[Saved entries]
☆ ☆ ☆
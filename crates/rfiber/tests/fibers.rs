//! End-to-end tests of spawning, joining and yielding fibers

use std::sync::atomic::{AtomicBool, AtomicUsize, Ordering};
use std::sync::{Arc, Mutex};
use std::time::Duration;

use rfiber::{Builder, FiberError, Launch, Runtime, SchedulerConfig};

fn runtime() -> Runtime {
    let config = SchedulerConfig::new()
        .num_groups(2)
        .workers_per_group(2)
        .park_timeout(Duration::from_millis(10));
    Runtime::new(config).unwrap()
}

#[test]
fn test_spawn_and_join_returns_value() {
    let rt = runtime();
    let fiber = rt.spawn(|| 6 * 7);
    assert_eq!(fiber.join(), Ok(42));
}

#[test]
fn test_block_on_runs_inside_a_fiber() {
    let rt = runtime();
    let (in_fiber, id) = rt
        .block_on(|| (rfiber::is_in_fiber(), rfiber::current_id()))
        .unwrap();
    assert!(in_fiber);
    assert!(id.is_some());
    assert!(!rfiber::is_in_fiber());
    assert_eq!(rfiber::current_id(), None);
}

#[test]
fn test_join_from_fiber() {
    let rt = runtime();
    let sum = rt
        .block_on(|| {
            let children: Vec<_> = (0..16u64)
                .map(|i| {
                    rfiber::spawn(move || {
                        rfiber::yield_now();
                        i * i
                    })
                })
                .collect();
            children.into_iter().map(|c| c.join().unwrap()).sum::<u64>()
        })
        .unwrap();
    assert_eq!(sum, (0..16u64).map(|i| i * i).sum());
}

#[test]
fn test_panic_is_reported_by_join() {
    let rt = runtime();
    let fiber = rt.spawn(|| -> u32 { panic!("boom") });
    assert_eq!(fiber.join(), Err(FiberError::Panicked));

    // The runtime keeps working afterwards
    assert_eq!(rt.spawn(|| 1).join(), Ok(1));
}

#[test]
fn test_panic_joined_from_fiber() {
    let rt = runtime();
    let result = rt
        .block_on(|| rfiber::spawn(|| -> u8 { panic!("inner") }).join())
        .unwrap();
    assert_eq!(result, Err(FiberError::Panicked));
}

#[test]
fn test_yield_interleaves_fibers() {
    let config = SchedulerConfig::new().num_groups(1).workers_per_group(1);
    let rt = Runtime::new(config).unwrap();
    let log = Arc::new(Mutex::new(Vec::new()));

    let log2 = Arc::clone(&log);
    rt.block_on(move || {
        let children: Vec<_> = (0..2)
            .map(|who| {
                let log = Arc::clone(&log2);
                rfiber::spawn(move || {
                    for step in 0..3 {
                        log.lock().unwrap().push((who, step));
                        rfiber::yield_now();
                    }
                })
            })
            .collect();
        for c in children {
            c.join().unwrap();
        }
    })
    .unwrap();

    let log = log.lock().unwrap();
    assert_eq!(log.len(), 6);
    // With a single worker neither fiber runs all its steps back to back
    let first_done = log.iter().position(|&e| e == (0, 2)).unwrap();
    assert!(log[..first_done].iter().any(|&(who, _)| who == 1));
}

#[test]
fn test_dispatch_runs_new_fiber_first() {
    let rt = runtime();
    let ran = rt
        .block_on(|| {
            let flag = Arc::new(AtomicBool::new(false));
            let flag2 = Arc::clone(&flag);
            let child = Builder::new()
                .launch(Launch::Dispatch)
                .spawn(move || flag2.store(true, Ordering::SeqCst))
                .unwrap();
            let ran = flag.load(Ordering::SeqCst);
            child.join().unwrap();
            ran
        })
        .unwrap();
    assert!(ran);
}

#[test]
fn test_builder_spawn_needs_fiber_context() {
    let err = Builder::new().spawn(|| ()).unwrap_err();
    assert_eq!(err, FiberError::NotInFiberContext);
}

#[test]
#[should_panic(expected = "not in fiber context")]
fn test_free_spawn_outside_runtime_panics() {
    rfiber::spawn(|| ()).detach();
}

#[test]
fn test_custom_stack_size_and_group_local() {
    let rt = runtime();
    let fiber = Builder::new()
        .stack_size(256 * 1024)
        .scheduling_group_local(true)
        .spawn_on(&rt, || {
            // Touch a good part of the larger stack
            let buf = [1u8; 64 * 1024];
            buf.iter().map(|&b| b as usize).sum::<usize>()
        })
        .unwrap();
    assert_eq!(fiber.join(), Ok(64 * 1024));
}

#[test]
fn test_shutdown_waits_for_detached_fibers() {
    let rt = runtime();
    let done = Arc::new(AtomicUsize::new(0));
    for _ in 0..64 {
        let done = Arc::clone(&done);
        rt.spawn(move || {
            for _ in 0..10 {
                rfiber::yield_now();
            }
            done.fetch_add(1, Ordering::SeqCst);
        })
        .detach();
    }
    rt.shutdown().unwrap();
    assert_eq!(done.load(Ordering::SeqCst), 64);
}

#[test]
fn test_fibers_spawned_during_shutdown_still_run() {
    let rt = runtime();
    let done = Arc::new(AtomicUsize::new(0));
    let done2 = Arc::clone(&done);
    rt.spawn(move || {
        std::thread::sleep(Duration::from_millis(20));
        for _ in 0..8 {
            let done = Arc::clone(&done2);
            rfiber::spawn(move || {
                done.fetch_add(1, Ordering::SeqCst);
            })
            .detach();
        }
    })
    .detach();
    rt.shutdown().unwrap();
    assert_eq!(done.load(Ordering::SeqCst), 8);
}

#[test]
fn test_many_fibers_across_groups() {
    let rt = runtime();
    let counter = Arc::new(AtomicUsize::new(0));
    let fibers: Vec<_> = (0..2000)
        .map(|_| {
            let counter = Arc::clone(&counter);
            rt.spawn(move || {
                counter.fetch_add(1, Ordering::Relaxed);
                rfiber::yield_now();
                counter.fetch_add(1, Ordering::Relaxed);
            })
        })
        .collect();
    for f in fibers {
        f.join().unwrap();
    }
    assert_eq!(counter.load(Ordering::Relaxed), 4000);

    // A joined fiber may still be on its way to being freed
    rt.scheduler().shutdown().unwrap();
    assert_eq!(rt.scheduler().live_fibers(), 0);
}

#[test]
fn test_is_finished() {
    let rt = runtime();
    let gate = Arc::new(AtomicBool::new(false));
    let gate2 = Arc::clone(&gate);
    let fiber = rt.spawn(move || {
        while !gate2.load(Ordering::SeqCst) {
            rfiber::yield_now();
        }
    });
    assert!(!fiber.is_finished());
    gate.store(true, Ordering::SeqCst);
    fiber.join().unwrap();
}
☆ ☆ ☆
The word "Mutex" appears in some lines of the data. Copy every one of those lines.

RESULT FOR THIS EXERCISE:
use std::sync::{Arc, Mutex};
    let log = Arc::new(Mutex::new(Vec::new()));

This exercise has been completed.